## HOW TO COMPLETE THIS TASK
If a line of the records contains the string "Display", copy it out.

★ ★ ★ ★ ★ ★ ★

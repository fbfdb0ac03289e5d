//! Room media lists: adding, editing and removing items, and the listings
//! built from the filter composer and the aggregator.

use serde::{Deserialize, Serialize};
use std::cmp::Reverse;
use uuid::Uuid;

use crate::{
    db::Store,
    error::{AppError, AppResult},
    models::{
        double_option, non_empty, MediaEntry, MediaItem, MediaItemUpdate, MediaType,
        NewMediaItem, SourceType,
    },
    services::{
        aggregation::MediaListing,
        filter::{MediaFilter, MediaQueryBuilder},
        preferences::preference_input,
        rooms::require_membership,
    },
};

/// Catalog ids arrive as numbers from the search UI and as strings from forms
#[derive(Debug, Clone, Deserialize, PartialEq)]
#[serde(untagged)]
pub enum TmdbIdInput {
    Number(i64),
    Text(String),
}

impl TmdbIdInput {
    fn parse(self) -> AppResult<Option<i64>> {
        match self {
            TmdbIdInput::Number(id) => Ok(Some(id)),
            TmdbIdInput::Text(text) if text.trim().is_empty() => Ok(None),
            TmdbIdInput::Text(text) => text
                .trim()
                .parse()
                .map(Some)
                .map_err(|_| AppError::InvalidInput(format!("Invalid TMDB id: {}", text))),
        }
    }
}

/// Body of "add to room": the item plus the caller's first rating
#[derive(Debug, Clone, Default, Deserialize)]
#[serde(rename_all = "camelCase")]
pub struct AddMediaRequest {
    pub title: Option<String>,
    #[serde(rename = "type")]
    pub media_type: Option<String>,
    pub tmdb_id: Option<TmdbIdInput>,
    pub source_type: Option<String>,
    pub external_url: Option<String>,
    pub poster_url: Option<String>,
    pub description: Option<String>,
    #[serde(default)]
    pub genres: Vec<String>,
    pub runtime_minutes: Option<i32>,
    pub rating: Option<f64>,
    pub release_date: Option<String>,
    pub status: Option<String>,
    pub excitement: Option<i64>,
    pub notes: Option<String>,
    pub recommended_by_name: Option<String>,
    pub recommendation_context: Option<String>,
}

/// Partial edit of a manual item; `null` or `""` clears optional fields
#[derive(Debug, Clone, Default, Deserialize)]
#[serde(rename_all = "camelCase")]
pub struct UpdateMediaRequest {
    pub title: Option<String>,
    #[serde(rename = "type")]
    pub media_type: Option<String>,
    #[serde(default, deserialize_with = "double_option")]
    pub external_url: Option<Option<String>>,
    #[serde(default, deserialize_with = "double_option")]
    pub poster_url: Option<Option<String>>,
    #[serde(default, deserialize_with = "double_option")]
    pub description: Option<Option<String>>,
    #[serde(default, deserialize_with = "double_option")]
    pub genres: Option<Option<Vec<String>>>,
    #[serde(default, deserialize_with = "double_option")]
    pub runtime_minutes: Option<Option<i32>>,
}

impl UpdateMediaRequest {
    fn into_update(self) -> AppResult<MediaItemUpdate> {
        let title = match self.title {
            Some(title) => Some(
                non_empty(Some(title))
                    .ok_or_else(|| AppError::InvalidInput("Title cannot be empty".to_string()))?,
            ),
            None => None,
        };

        Ok(MediaItemUpdate {
            title,
            media_type: self.media_type.as_deref().map(parse_media_type).transpose()?,
            external_url: self.external_url.map(non_empty),
            poster_url: self.poster_url.map(non_empty),
            description: self.description.map(non_empty),
            genres: self.genres.map(|g| clean_genres(g.unwrap_or_default())),
            runtime_minutes: self.runtime_minutes,
            ..Default::default()
        })
    }
}

/// Order applied on top of the newest-first listing
#[derive(Debug, Clone, Copy, Default, PartialEq, Eq)]
pub enum SortBy {
    #[default]
    Recent,
    MyExcitement,
    RoomExcitement,
}

impl SortBy {
    /// Unknown values keep the recency order
    pub fn from_param(value: Option<&str>) -> Self {
        match value {
            Some("myExcitement") => SortBy::MyExcitement,
            Some("roomExcitement") => SortBy::RoomExcitement,
            _ => SortBy::Recent,
        }
    }

    /// Stable, so ties stay newest first
    pub fn apply(self, listings: &mut [MediaListing]) {
        match self {
            SortBy::Recent => {}
            SortBy::MyExcitement => listings.sort_by_key(|l| Reverse(l.my_excitement())),
            SortBy::RoomExcitement => listings.sort_by_key(|l| Reverse(l.preference_count)),
        }
    }
}

/// Query string of the listing endpoints
#[derive(Debug, Clone, Default, Deserialize)]
#[serde(rename_all = "camelCase")]
pub struct MediaListQuery {
    #[serde(flatten)]
    pub filter: MediaFilter,
    pub sort_by: Option<String>,
}

/// An item waiting for the caller's first rating
#[derive(Debug, Clone, Serialize, PartialEq)]
#[serde(rename_all = "camelCase")]
pub struct UnratedItem {
    #[serde(flatten)]
    pub item: MediaItem,
    /// Display name of the creator
    pub created_by: String,
    pub room_name: String,
}

impl From<MediaEntry> for UnratedItem {
    fn from(entry: MediaEntry) -> Self {
        UnratedItem {
            item: entry.item,
            created_by: entry.created_by_name,
            room_name: entry.room_name,
        }
    }
}

fn parse_media_type(raw: &str) -> AppResult<MediaType> {
    raw.parse()
        .map_err(|_| AppError::InvalidInput(format!("Invalid media type: {}", raw)))
}

fn clean_genres(genres: Vec<String>) -> Vec<String> {
    genres
        .into_iter()
        .filter_map(|g| non_empty(Some(g)))
        .collect()
}

fn listings(entries: Vec<MediaEntry>, user_id: Uuid, sort_by: Option<&str>) -> Vec<MediaListing> {
    let mut listings: Vec<MediaListing> = entries
        .into_iter()
        .map(|entry| MediaListing::from_entry(entry, user_id))
        .collect();
    SortBy::from_param(sort_by).apply(&mut listings);
    listings
}

/// Adds an item to a room (or finds the room's existing copy of the same
/// catalog title) and records the caller's rating of it
pub async fn add_media(
    store: &dyn Store,
    user_id: Uuid,
    room_id: Uuid,
    request: AddMediaRequest,
) -> AppResult<MediaItem> {
    require_membership(store, user_id, room_id).await?;

    let title = non_empty(request.title);
    let (Some(title), Some(media_type)) = (title, request.media_type.as_deref()) else {
        return Err(AppError::InvalidInput(
            "Title, type, status, and excitement are required".to_string(),
        ));
    };
    let media_type = parse_media_type(media_type)?;
    let rating = preference_input(
        request.status.as_deref(),
        request.excitement,
        request.notes,
        request.recommended_by_name,
        request.recommendation_context,
        "Title, type, status, and excitement are required",
    )?;

    let tmdb_id = request.tmdb_id.map(TmdbIdInput::parse).transpose()?.flatten();
    let source_type = match request.source_type.as_deref().filter(|s| !s.trim().is_empty()) {
        Some(raw) => raw
            .parse::<SourceType>()
            .map_err(|_| AppError::InvalidInput(format!("Invalid source type: {}", raw)))?,
        None if tmdb_id.is_some() => SourceType::Tmdb,
        None => SourceType::Manual,
    };

    let (item, created) = store
        .find_or_create_media_item(NewMediaItem {
            room_id,
            title,
            media_type,
            tmdb_id,
            source_type,
            external_url: non_empty(request.external_url),
            poster_url: non_empty(request.poster_url),
            description: non_empty(request.description),
            genres: clean_genres(request.genres),
            runtime_minutes: request.runtime_minutes,
            rating: request.rating,
            release_date: non_empty(request.release_date),
            created_by: user_id,
        })
        .await?;

    store.upsert_preference(user_id, item.id, &rating).await?;

    tracing::info!(
        room_id = %room_id,
        media_item_id = %item.id,
        tmdb_id = ?item.tmdb_id,
        created,
        "Media item added"
    );
    Ok(item)
}

/// A room's list, filtered and projected for the caller
pub async fn list_room_media(
    store: &dyn Store,
    user_id: Uuid,
    room_id: Uuid,
    query: &MediaListQuery,
) -> AppResult<Vec<MediaListing>> {
    require_membership(store, user_id, room_id).await?;

    let media_query = MediaQueryBuilder::in_room(room_id, user_id)
        .filter(&query.filter)
        .build();
    let entries = store.query_media(&media_query).await?;
    tracing::debug!(room_id = %room_id, count = entries.len(), "Listed room media");

    Ok(listings(entries, user_id, query.sort_by.as_deref()))
}

/// Items the caller created, across every room they belong to
pub async fn list_my_media(
    store: &dyn Store,
    user_id: Uuid,
    query: &MediaListQuery,
) -> AppResult<Vec<MediaListing>> {
    let room_ids = store.room_ids_for_user(user_id).await?;
    if room_ids.is_empty() {
        return Ok(Vec::new());
    }

    let media_query = MediaQueryBuilder::in_rooms(room_ids, user_id)
        .created_by(user_id)
        .filter(&query.filter)
        .build();
    let entries = store.query_media(&media_query).await?;

    Ok(listings(entries, user_id, query.sort_by.as_deref()))
}

/// Edits a manually entered item; any member of its room may do so
pub async fn update_media(
    store: &dyn Store,
    user_id: Uuid,
    media_item_id: Uuid,
    request: UpdateMediaRequest,
) -> AppResult<MediaItem> {
    let item = store
        .get_media_item(media_item_id)
        .await?
        .ok_or_else(|| AppError::NotFound("Media item not found".to_string()))?;
    require_membership(store, user_id, item.room_id).await?;

    if item.source_type != SourceType::Manual {
        return Err(AppError::Forbidden(
            "Only manually added items can be edited".to_string(),
        ));
    }

    let update = request.into_update()?;
    if update.is_empty() {
        return Ok(item);
    }

    let updated = store
        .update_media_item(media_item_id, &update)
        .await?
        .ok_or_else(|| AppError::NotFound("Media item not found".to_string()))?;
    tracing::info!(media_item_id = %media_item_id, user_id = %user_id, "Media item updated");
    Ok(updated)
}

/// Only the creator may remove an item; its preferences go with it
pub async fn delete_media(store: &dyn Store, user_id: Uuid, media_item_id: Uuid) -> AppResult<()> {
    let item = store
        .get_media_item(media_item_id)
        .await?
        .ok_or_else(|| AppError::NotFound("Media item not found".to_string()))?;
    require_membership(store, user_id, item.room_id).await?;

    if item.created_by != user_id {
        return Err(AppError::Forbidden(
            "You can only delete items you created".to_string(),
        ));
    }

    store.delete_media_item(media_item_id).await?;
    tracing::info!(media_item_id = %media_item_id, room_id = %item.room_id, "Media item deleted");
    Ok(())
}

/// Items in one room the caller has not rated yet
pub async fn unrated_in_room(
    store: &dyn Store,
    user_id: Uuid,
    room_id: Uuid,
) -> AppResult<Vec<UnratedItem>> {
    require_membership(store, user_id, room_id).await?;

    let query = MediaQueryBuilder::in_room(room_id, user_id)
        .unrated_by(user_id)
        .build();
    let entries = store.query_media(&query).await?;
    Ok(entries.into_iter().map(UnratedItem::from).collect())
}

/// Items the caller has not rated, across all of their rooms
pub async fn unrated_queue(store: &dyn Store, user_id: Uuid) -> AppResult<Vec<UnratedItem>> {
    let room_ids = store.room_ids_for_user(user_id).await?;
    if room_ids.is_empty() {
        return Ok(Vec::new());
    }

    let query = MediaQueryBuilder::in_rooms(room_ids, user_id)
        .unrated_by(user_id)
        .build();
    let entries = store.query_media(&query).await?;
    tracing::debug!(user_id = %user_id, count = entries.len(), "Built rating queue");
    Ok(entries.into_iter().map(UnratedItem::from).collect())
}
use serde::Serialize;
use uuid::Uuid;

use crate::{
    db::Store,
    error::{AppError, AppResult},
    models::{
        room::{generate_invite_code, normalize_invite_code},
        Membership, Role, Room, RoomSummary,
    },
};

const MAX_INVITE_CODE_ATTEMPTS: usize = 16;

/// Result of redeeming an invite code
#[derive(Debug, Clone, Serialize, PartialEq)]
#[serde(rename_all = "camelCase")]
pub struct JoinedRoom {
    pub room: Room,
    pub media_item_count: i64,
    #[serde(skip_serializing_if = "std::ops::Not::not")]
    pub already_member: bool,
}

/// The caller's membership, or 403 when they are not in the room
pub async fn require_membership(
    store: &dyn Store,
    user_id: Uuid,
    room_id: Uuid,
) -> AppResult<Membership> {
    store
        .get_membership(user_id, room_id)
        .await?
        .ok_or_else(|| AppError::Forbidden("Not a member of this room".to_string()))
}

pub async fn list_rooms(store: &dyn Store, user_id: Uuid) -> AppResult<Vec<RoomSummary>> {
    store.list_rooms_for_user(user_id).await
}

/// Creates a room owned by `user_id` under a fresh invite code
pub async fn create_room(store: &dyn Store, user_id: Uuid, name: Option<&str>) -> AppResult<Room> {
    let name = name
        .map(str::trim)
        .filter(|n| !n.is_empty())
        .ok_or_else(|| AppError::InvalidInput("Room name is required".to_string()))?;

    let mut invite_code = None;
    for _ in 0..MAX_INVITE_CODE_ATTEMPTS {
        let candidate = generate_invite_code();
        if !store.invite_code_exists(&candidate).await? {
            invite_code = Some(candidate);
            break;
        }
    }
    let invite_code = invite_code
        .ok_or_else(|| AppError::Internal("Could not allocate an invite code".to_string()))?;

    let room = store.create_room(name, &invite_code, user_id).await?;
    tracing::info!(room_id = %room.id, user_id = %user_id, "Room created");
    Ok(room)
}

pub async fn join_room(
    store: &dyn Store,
    user_id: Uuid,
    invite_code: Option<&str>,
) -> AppResult<JoinedRoom> {
    let code = invite_code
        .map(normalize_invite_code)
        .filter(|c| !c.is_empty())
        .ok_or_else(|| AppError::InvalidInput("Invite code is required".to_string()))?;

    let room = store
        .find_room_by_invite_code(&code)
        .await?
        .ok_or_else(|| AppError::NotFound("Room not found".to_string()))?;

    let already_member = store.get_membership(user_id, room.id).await?.is_some();
    if !already_member {
        store.add_membership(user_id, room.id, Role::Member).await?;
        tracing::info!(room_id = %room.id, user_id = %user_id, "Joined room");
    }

    let media_item_count = store.media_item_count(room.id).await?;
    Ok(JoinedRoom {
        room,
        media_item_count,
        already_member,
    })
}

/// Members may leave; owners must delete the room instead
pub async fn leave_room(store: &dyn Store, user_id: Uuid, room_id: Uuid) -> AppResult<()> {
    let membership = require_membership(store, user_id, room_id).await?;
    if membership.role == Role::Owner {
        return Err(AppError::Forbidden(
            "Room owners cannot leave. Please delete the room instead.".to_string(),
        ));
    }

    store.delete_membership(user_id, room_id).await?;
    tracing::info!(room_id = %room_id, user_id = %user_id, "Left room");
    Ok(())
}

pub async fn delete_room(store: &dyn Store, user_id: Uuid, room_id: Uuid) -> AppResult<()> {
    let membership = require_membership(store, user_id, room_id).await?;
    if membership.role != Role::Owner {
        return Err(AppError::Forbidden(
            "Only room owners can delete rooms".to_string(),
        ));
    }

    store.delete_room(room_id).await?;
    tracing::info!(room_id = %room_id, user_id = %user_id, "Room deleted");
    Ok(())
}
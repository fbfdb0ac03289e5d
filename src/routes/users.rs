use axum::{extract::State, Extension, Json};
use serde_json::{json, Value};

use crate::{
    error::AppResult,
    middleware::AuthUser,
    routes::AppState,
    services::{
        accounts::{self, ProfileRequest},
        media,
    },
};

pub async fn profile(
    State(state): State<AppState>,
    Extension(auth): Extension<AuthUser>,
) -> AppResult<Json<Value>> {
    let user = accounts::get_profile(state.store.as_ref(), auth.user_id).await?;
    Ok(Json(json!({ "user": user })))
}

pub async fn update_profile(
    State(state): State<AppState>,
    Extension(auth): Extension<AuthUser>,
    Json(request): Json<ProfileRequest>,
) -> AppResult<Json<Value>> {
    let user = accounts::update_profile(state.store.as_ref(), auth.user_id, request).await?;
    Ok(Json(json!({ "user": user })))
}

/// Everything the caller still has to rate, across rooms
pub async fn queue(
    State(state): State<AppState>,
    Extension(auth): Extension<AuthUser>,
) -> AppResult<Json<Value>> {
    let items = media::unrated_queue(state.store.as_ref(), auth.user_id).await?;
    Ok(Json(json!({ "items": items })))
}
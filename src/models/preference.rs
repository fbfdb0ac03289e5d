use chrono::{DateTime, Utc};
use serde::{Deserialize, Serialize};
use std::{fmt::Display, str::FromStr};
use uuid::Uuid;

use super::UserSummary;

/// How a user feels about a media item
#[derive(Debug, Clone, Copy, Serialize, Deserialize, PartialEq, Eq, Hash)]
#[serde(rename_all = "snake_case")]
pub enum PreferenceStatus {
    NotSeenWant,
    NotSeenDontWant,
    SeenWouldRewatch,
    SeenWontRewatch,
}

impl PreferenceStatus {
    pub const ALL: [PreferenceStatus; 4] = [
        PreferenceStatus::NotSeenWant,
        PreferenceStatus::NotSeenDontWant,
        PreferenceStatus::SeenWouldRewatch,
        PreferenceStatus::SeenWontRewatch,
    ];

    /// Whether this status counts as wanting to watch the item
    pub fn is_interested(self) -> bool {
        matches!(
            self,
            PreferenceStatus::NotSeenWant | PreferenceStatus::SeenWouldRewatch
        )
    }

    /// Wire representation
    pub fn as_str(self) -> &'static str {
        match self {
            PreferenceStatus::NotSeenWant => "not_seen_want",
            PreferenceStatus::NotSeenDontWant => "not_seen_dont_want",
            PreferenceStatus::SeenWouldRewatch => "seen_would_rewatch",
            PreferenceStatus::SeenWontRewatch => "seen_wont_rewatch",
        }
    }

    /// Storage representation
    pub fn as_db_str(self) -> &'static str {
        match self {
            PreferenceStatus::NotSeenWant => "NOT_SEEN_WANT",
            PreferenceStatus::NotSeenDontWant => "NOT_SEEN_DONT_WANT",
            PreferenceStatus::SeenWouldRewatch => "SEEN_WOULD_REWATCH",
            PreferenceStatus::SeenWontRewatch => "SEEN_WONT_REWATCH",
        }
    }
}

impl Display for PreferenceStatus {
    fn fmt(&self, f: &mut std::fmt::Formatter<'_>) -> std::fmt::Result {
        write!(f, "{}", self.as_str())
    }
}

/// Case-insensitive; accepts both the wire and the storage spelling
impl FromStr for PreferenceStatus {
    type Err = String;

    fn from_str(s: &str) -> Result<Self, Self::Err> {
        PreferenceStatus::ALL
            .into_iter()
            .find(|status| status.as_str().eq_ignore_ascii_case(s.trim()))
            .ok_or_else(|| format!("Unknown preference status: {}", s))
    }
}

/// Excitement score, always within 1..=5
#[derive(Debug, Clone, Copy, Serialize, Deserialize, PartialEq, Eq, PartialOrd, Ord, Hash)]
#[serde(try_from = "i64", into = "u8")]
pub struct Excitement(u8);

impl Excitement {
    pub const MIN: u8 = 1;
    pub const MAX: u8 = 5;

    pub fn value(self) -> u8 {
        self.0
    }
}

impl TryFrom<i64> for Excitement {
    type Error = String;

    fn try_from(value: i64) -> Result<Self, Self::Error> {
        if (Self::MIN as i64..=Self::MAX as i64).contains(&value) {
            Ok(Excitement(value as u8))
        } else {
            Err("Excitement must be between 1 and 5".to_string())
        }
    }
}

impl From<Excitement> for u8 {
    fn from(excitement: Excitement) -> Self {
        excitement.0
    }
}

/// One user's rating of one media item
#[derive(Debug, Clone, Serialize, Deserialize, PartialEq)]
#[serde(rename_all = "camelCase")]
pub struct Preference {
    pub user_id: Uuid,
    pub media_item_id: Uuid,
    pub status: PreferenceStatus,
    pub excitement: Excitement,
    pub notes: Option<String>,
    pub recommended_by_name: Option<String>,
    pub recommendation_context: Option<String>,
    pub created_at: DateTime<Utc>,
    pub updated_at: DateTime<Utc>,
}

/// A preference together with the public identity of its owner
#[derive(Debug, Clone, Serialize, PartialEq)]
#[serde(rename_all = "camelCase")]
pub struct PreferenceWithUser {
    #[serde(flatten)]
    pub preference: Preference,
    pub user: UserSummary,
}

/// Fields written by a full rating (create-or-update)
#[derive(Debug, Clone, PartialEq)]
pub struct PreferenceInput {
    pub status: PreferenceStatus,
    pub excitement: Excitement,
    pub notes: Option<String>,
    pub recommended_by_name: Option<String>,
    pub recommendation_context: Option<String>,
}

/// Partial update of the free-text fields; `None` leaves a field untouched
#[derive(Debug, Clone, Default, PartialEq)]
pub struct PreferenceNotesUpdate {
    pub notes: Option<Option<String>>,
    pub recommended_by_name: Option<Option<String>>,
    pub recommendation_context: Option<Option<String>>,
}

impl PreferenceNotesUpdate {
    /// Status and excitement given to a preference created by a notes-only update
    pub fn default_rating() -> (PreferenceStatus, Excitement) {
        (PreferenceStatus::NotSeenWant, Excitement(3))
    }

    pub fn apply(&self, preference: &mut Preference) {
        if let Some(notes) = &self.notes {
            preference.notes = notes.clone();
        }
        if let Some(name) = &self.recommended_by_name {
            preference.recommended_by_name = name.clone();
        }
        if let Some(context) = &self.recommendation_context {
            preference.recommendation_context = context.clone();
        }
    }
}
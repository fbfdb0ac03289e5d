pub mod auth;
pub mod request_id;

pub use auth::{require_auth, AuthUser};
pub use request_id::{make_span_with_request_id, request_id_middleware, RequestId, REQUEST_ID_HEADER};
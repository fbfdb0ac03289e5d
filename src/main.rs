use std::sync::Arc;

use tracing_subscriber::{fmt, layer::SubscriberExt, util::SubscriberInitExt, EnvFilter};
use watchroom_api::{
    config::{Config, StorageBackend},
    db::{create_pool, create_redis_client, run_migrations, Cache, MemoryStore, PgStore, Store},
    routes::{create_router, AppState},
    services::providers::TmdbProvider,
};

/// Setup logging, honouring `RUST_LOG` when set
fn setup_logging() {
    let filter = EnvFilter::try_from_default_env()
        .unwrap_or_else(|_| EnvFilter::new("watchroom_api=info,tower_http=info"));

    tracing_subscriber::registry()
        .with(fmt::layer().with_target(true))
        .with(filter)
        .init();
}

async fn shutdown_signal() {
    if let Err(e) = tokio::signal::ctrl_c().await {
        tracing::error!(error = %e, "Failed to listen for shutdown signal");
        std::future::pending::<()>().await;
    }
    tracing::info!("Shutdown signal received");
}

#[tokio::main]
async fn main() -> anyhow::Result<()> {
    let config = Config::from_env()?;
    setup_logging();

    let store: Arc<dyn Store> = match config.storage_backend {
        StorageBackend::Postgres => {
            let pool = create_pool(&config.database_url, config.database_max_connections).await?;
            run_migrations(&pool).await?;
            tracing::info!("Connected to PostgreSQL");
            Arc::new(PgStore::new(pool))
        }
        StorageBackend::Memory => {
            tracing::warn!("Using in-memory store; data is lost on restart");
            Arc::new(MemoryStore::new())
        }
    };

    let (cache, cache_handle) = match &config.redis_url {
        Some(url) => {
            let (cache, handle) = Cache::new(create_redis_client(url)?);
            tracing::info!("Catalog responses cached in Redis");
            (Some(cache), Some(handle))
        }
        None => (None, None),
    };

    if config.tmdb_api_key.is_empty() {
        tracing::warn!("TMDB_API_KEY is not set; catalog lookups will fail");
    }
    let catalog = Arc::new(TmdbProvider::new(
        config.tmdb_api_key.clone(),
        config.tmdb_api_url.clone(),
        config.tmdb_image_base.clone(),
        cache,
    ));

    let state = AppState::new(store, catalog)
        .with_session_ttl_days(config.session_ttl_days)
        .with_bcrypt_cost(config.bcrypt_cost);
    let app = create_router(state);

    let address = config.bind_address();
    let listener = tokio::net::TcpListener::bind(&address).await?;
    tracing::info!(%address, "Server listening");

    axum::serve(listener, app)
        .with_graceful_shutdown(shutdown_signal())
        .await?;

    if let Some(handle) = cache_handle {
        handle.shutdown().await;
    }
    tracing::info!("Server stopped");
    Ok(())
}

★ ★ ★ ★ ★ ★ ★

## RESPONSE
    /// Display name of the creator
use std::{fmt::Display, str::FromStr};
impl Display for PreferenceStatus {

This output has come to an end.